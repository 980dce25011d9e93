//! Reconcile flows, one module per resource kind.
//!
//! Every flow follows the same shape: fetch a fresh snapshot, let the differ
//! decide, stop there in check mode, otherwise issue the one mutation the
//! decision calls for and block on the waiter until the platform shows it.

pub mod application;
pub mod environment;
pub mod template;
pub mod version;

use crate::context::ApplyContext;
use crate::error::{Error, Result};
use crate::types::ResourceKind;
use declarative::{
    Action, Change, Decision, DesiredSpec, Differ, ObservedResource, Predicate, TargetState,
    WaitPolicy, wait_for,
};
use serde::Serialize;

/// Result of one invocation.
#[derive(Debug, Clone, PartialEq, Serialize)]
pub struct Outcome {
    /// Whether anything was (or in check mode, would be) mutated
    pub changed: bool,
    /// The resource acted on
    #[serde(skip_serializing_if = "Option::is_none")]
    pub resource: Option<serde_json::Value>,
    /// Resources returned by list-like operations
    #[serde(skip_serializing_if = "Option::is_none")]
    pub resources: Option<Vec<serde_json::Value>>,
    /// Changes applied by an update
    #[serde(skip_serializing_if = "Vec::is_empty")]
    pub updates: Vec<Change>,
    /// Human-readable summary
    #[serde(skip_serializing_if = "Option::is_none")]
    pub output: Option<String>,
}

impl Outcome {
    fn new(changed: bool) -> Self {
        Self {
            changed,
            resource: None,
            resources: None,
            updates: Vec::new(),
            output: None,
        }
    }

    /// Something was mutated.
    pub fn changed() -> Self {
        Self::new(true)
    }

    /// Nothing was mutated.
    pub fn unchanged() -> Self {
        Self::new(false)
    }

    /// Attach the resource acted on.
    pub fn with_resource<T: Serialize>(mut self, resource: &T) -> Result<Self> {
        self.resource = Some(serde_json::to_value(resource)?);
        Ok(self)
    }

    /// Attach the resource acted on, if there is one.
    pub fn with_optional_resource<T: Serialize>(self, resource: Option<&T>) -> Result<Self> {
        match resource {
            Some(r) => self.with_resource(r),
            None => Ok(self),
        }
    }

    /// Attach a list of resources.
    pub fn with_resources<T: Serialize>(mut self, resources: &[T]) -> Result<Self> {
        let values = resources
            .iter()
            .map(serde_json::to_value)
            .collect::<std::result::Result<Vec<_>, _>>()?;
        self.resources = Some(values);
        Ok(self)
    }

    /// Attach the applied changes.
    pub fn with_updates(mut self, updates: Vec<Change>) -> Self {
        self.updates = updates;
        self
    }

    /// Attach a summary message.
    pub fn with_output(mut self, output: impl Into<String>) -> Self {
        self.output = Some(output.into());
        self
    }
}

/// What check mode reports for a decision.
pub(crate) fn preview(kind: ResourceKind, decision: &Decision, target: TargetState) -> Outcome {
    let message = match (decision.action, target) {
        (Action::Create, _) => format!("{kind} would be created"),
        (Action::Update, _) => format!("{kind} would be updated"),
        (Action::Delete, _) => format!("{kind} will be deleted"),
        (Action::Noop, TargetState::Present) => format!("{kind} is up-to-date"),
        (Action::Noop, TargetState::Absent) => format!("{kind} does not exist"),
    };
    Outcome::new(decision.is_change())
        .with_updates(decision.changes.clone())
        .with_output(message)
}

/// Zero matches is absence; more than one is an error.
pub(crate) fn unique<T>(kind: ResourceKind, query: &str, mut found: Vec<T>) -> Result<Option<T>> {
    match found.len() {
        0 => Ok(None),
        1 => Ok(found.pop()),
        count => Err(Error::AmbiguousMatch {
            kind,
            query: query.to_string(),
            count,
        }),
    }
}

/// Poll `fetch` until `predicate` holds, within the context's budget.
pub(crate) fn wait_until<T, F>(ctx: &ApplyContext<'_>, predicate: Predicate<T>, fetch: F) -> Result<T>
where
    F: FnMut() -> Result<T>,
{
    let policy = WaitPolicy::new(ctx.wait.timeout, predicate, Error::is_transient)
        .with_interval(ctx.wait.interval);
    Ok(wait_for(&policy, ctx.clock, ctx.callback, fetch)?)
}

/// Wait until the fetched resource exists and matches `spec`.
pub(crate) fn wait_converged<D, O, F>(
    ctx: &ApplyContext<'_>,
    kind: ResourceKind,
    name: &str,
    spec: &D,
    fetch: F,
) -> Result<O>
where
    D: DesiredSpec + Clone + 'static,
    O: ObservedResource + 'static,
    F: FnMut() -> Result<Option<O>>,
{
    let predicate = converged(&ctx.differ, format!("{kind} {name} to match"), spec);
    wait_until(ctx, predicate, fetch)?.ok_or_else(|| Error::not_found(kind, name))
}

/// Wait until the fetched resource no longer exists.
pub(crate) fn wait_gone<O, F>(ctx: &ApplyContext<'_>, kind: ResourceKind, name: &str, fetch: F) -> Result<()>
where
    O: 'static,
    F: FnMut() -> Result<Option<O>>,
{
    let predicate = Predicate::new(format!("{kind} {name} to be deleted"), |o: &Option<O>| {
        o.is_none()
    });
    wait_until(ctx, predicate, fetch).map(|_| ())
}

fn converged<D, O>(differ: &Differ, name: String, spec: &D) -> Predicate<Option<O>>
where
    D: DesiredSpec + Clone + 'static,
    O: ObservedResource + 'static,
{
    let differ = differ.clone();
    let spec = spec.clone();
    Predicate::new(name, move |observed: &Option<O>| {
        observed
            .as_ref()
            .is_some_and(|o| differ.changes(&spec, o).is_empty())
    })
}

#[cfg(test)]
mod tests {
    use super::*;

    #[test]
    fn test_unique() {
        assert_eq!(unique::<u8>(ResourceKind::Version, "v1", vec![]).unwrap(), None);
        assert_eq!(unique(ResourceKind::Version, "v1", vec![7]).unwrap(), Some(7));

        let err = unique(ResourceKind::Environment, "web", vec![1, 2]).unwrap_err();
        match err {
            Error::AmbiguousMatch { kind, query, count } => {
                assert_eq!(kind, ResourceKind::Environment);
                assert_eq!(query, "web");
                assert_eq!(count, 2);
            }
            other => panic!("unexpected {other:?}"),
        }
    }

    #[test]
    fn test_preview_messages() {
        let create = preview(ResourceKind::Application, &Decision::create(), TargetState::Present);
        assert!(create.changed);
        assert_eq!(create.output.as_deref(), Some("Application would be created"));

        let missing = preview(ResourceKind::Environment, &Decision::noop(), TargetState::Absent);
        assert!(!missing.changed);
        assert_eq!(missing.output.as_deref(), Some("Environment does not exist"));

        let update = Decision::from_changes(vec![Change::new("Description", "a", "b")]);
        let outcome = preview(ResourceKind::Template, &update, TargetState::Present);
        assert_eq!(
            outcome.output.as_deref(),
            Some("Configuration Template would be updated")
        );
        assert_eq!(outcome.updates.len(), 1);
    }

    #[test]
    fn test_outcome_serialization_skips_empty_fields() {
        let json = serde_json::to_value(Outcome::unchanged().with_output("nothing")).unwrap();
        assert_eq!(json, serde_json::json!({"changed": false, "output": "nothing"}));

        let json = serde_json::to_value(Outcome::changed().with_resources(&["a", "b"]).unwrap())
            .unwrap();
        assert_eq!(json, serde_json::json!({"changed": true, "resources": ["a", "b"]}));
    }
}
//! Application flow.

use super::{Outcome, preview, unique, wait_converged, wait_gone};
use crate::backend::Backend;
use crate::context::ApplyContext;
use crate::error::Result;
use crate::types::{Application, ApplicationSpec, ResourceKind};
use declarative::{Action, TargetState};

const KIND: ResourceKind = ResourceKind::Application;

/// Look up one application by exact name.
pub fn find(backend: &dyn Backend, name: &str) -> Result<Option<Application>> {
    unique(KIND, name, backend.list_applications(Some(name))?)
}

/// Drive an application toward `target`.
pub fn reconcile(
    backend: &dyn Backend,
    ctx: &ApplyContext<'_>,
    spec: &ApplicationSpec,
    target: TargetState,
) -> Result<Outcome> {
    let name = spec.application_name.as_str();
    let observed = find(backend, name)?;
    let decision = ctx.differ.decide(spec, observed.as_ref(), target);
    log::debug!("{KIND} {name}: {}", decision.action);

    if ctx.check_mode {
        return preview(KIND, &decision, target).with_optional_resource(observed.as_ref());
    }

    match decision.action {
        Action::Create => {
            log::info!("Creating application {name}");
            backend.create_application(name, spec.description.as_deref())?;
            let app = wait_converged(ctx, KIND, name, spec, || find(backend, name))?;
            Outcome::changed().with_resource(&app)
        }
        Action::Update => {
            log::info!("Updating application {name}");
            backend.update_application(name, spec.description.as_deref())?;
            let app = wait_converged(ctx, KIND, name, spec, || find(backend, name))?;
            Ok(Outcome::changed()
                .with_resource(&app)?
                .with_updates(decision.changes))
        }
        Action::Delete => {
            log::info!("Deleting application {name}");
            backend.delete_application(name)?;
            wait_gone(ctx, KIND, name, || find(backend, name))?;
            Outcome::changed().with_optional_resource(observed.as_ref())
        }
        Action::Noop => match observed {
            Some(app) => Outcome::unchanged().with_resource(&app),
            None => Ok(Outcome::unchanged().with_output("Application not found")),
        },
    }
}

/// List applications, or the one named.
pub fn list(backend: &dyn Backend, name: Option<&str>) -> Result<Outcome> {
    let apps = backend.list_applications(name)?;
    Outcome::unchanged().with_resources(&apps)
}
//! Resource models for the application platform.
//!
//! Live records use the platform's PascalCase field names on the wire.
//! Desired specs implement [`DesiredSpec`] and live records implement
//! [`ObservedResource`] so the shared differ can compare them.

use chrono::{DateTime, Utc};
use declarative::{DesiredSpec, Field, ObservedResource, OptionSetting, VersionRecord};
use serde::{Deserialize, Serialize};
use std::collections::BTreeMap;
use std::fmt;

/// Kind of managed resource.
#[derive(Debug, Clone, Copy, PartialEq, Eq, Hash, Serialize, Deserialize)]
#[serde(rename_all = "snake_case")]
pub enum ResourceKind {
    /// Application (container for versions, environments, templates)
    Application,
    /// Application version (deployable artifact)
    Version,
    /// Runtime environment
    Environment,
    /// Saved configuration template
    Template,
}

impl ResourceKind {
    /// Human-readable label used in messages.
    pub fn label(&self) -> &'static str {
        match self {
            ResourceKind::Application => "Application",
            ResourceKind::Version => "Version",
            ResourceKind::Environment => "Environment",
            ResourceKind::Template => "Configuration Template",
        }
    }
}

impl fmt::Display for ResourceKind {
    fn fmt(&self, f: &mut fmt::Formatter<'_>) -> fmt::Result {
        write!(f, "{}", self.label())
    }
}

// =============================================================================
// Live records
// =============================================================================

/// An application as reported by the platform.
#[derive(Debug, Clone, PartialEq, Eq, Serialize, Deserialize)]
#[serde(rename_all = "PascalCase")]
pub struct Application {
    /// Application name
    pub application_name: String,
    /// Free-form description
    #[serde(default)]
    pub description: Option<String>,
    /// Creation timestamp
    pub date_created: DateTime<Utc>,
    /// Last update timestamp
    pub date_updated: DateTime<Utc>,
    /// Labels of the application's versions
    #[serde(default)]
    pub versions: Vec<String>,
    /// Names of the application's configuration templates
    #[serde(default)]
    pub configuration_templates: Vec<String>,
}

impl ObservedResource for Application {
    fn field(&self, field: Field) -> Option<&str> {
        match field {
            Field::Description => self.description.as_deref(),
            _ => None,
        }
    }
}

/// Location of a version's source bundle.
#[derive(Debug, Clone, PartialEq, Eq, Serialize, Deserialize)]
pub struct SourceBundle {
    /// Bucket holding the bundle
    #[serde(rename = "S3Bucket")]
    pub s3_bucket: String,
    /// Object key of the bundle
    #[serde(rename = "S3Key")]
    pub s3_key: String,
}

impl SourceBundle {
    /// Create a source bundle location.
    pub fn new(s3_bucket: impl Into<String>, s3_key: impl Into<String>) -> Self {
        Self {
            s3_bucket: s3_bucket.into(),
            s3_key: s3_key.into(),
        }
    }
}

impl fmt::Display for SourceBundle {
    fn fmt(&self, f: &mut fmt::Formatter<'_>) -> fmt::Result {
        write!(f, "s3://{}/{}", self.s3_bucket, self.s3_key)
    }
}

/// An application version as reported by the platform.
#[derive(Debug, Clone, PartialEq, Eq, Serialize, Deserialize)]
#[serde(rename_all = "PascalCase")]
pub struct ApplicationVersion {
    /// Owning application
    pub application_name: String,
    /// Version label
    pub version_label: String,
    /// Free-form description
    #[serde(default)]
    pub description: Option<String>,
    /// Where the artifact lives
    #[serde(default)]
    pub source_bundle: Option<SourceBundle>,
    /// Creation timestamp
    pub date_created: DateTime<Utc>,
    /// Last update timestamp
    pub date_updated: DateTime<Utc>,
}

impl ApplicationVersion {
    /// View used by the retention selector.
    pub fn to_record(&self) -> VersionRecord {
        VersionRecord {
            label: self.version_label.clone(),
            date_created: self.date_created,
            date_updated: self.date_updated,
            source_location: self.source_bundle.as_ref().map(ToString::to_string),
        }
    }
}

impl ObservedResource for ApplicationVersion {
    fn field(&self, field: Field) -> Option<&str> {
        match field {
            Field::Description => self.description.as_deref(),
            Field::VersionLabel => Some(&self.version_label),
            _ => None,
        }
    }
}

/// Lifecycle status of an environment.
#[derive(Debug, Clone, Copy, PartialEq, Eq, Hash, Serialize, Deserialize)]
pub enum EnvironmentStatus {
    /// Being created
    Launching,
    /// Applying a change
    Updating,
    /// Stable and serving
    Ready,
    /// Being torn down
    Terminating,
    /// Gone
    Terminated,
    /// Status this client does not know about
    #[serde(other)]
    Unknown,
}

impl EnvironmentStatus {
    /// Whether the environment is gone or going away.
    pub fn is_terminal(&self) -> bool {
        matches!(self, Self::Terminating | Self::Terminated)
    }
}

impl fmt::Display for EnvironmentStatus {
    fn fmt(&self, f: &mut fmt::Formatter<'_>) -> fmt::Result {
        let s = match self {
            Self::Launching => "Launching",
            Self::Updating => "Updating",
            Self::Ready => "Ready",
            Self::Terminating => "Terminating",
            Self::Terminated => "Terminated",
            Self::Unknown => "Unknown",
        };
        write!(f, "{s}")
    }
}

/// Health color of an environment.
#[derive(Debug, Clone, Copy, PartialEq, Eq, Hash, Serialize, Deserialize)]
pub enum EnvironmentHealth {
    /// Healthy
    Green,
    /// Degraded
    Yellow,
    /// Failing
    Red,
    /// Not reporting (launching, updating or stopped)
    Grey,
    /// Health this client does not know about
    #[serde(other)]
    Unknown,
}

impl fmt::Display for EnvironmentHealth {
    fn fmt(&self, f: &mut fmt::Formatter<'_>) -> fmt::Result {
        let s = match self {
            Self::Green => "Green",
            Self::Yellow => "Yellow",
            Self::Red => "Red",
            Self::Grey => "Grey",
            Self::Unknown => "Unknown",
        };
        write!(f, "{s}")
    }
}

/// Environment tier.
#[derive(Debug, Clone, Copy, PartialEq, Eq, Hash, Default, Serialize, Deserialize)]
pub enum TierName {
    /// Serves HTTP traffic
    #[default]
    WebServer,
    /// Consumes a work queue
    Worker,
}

> [Exercise directions]: Return every line of the listing that has the word "EnvironmentStatus" in it.

> [Exercise answer]:
pub enum EnvironmentStatus {
impl EnvironmentStatus {
impl fmt::Display for EnvironmentStatus {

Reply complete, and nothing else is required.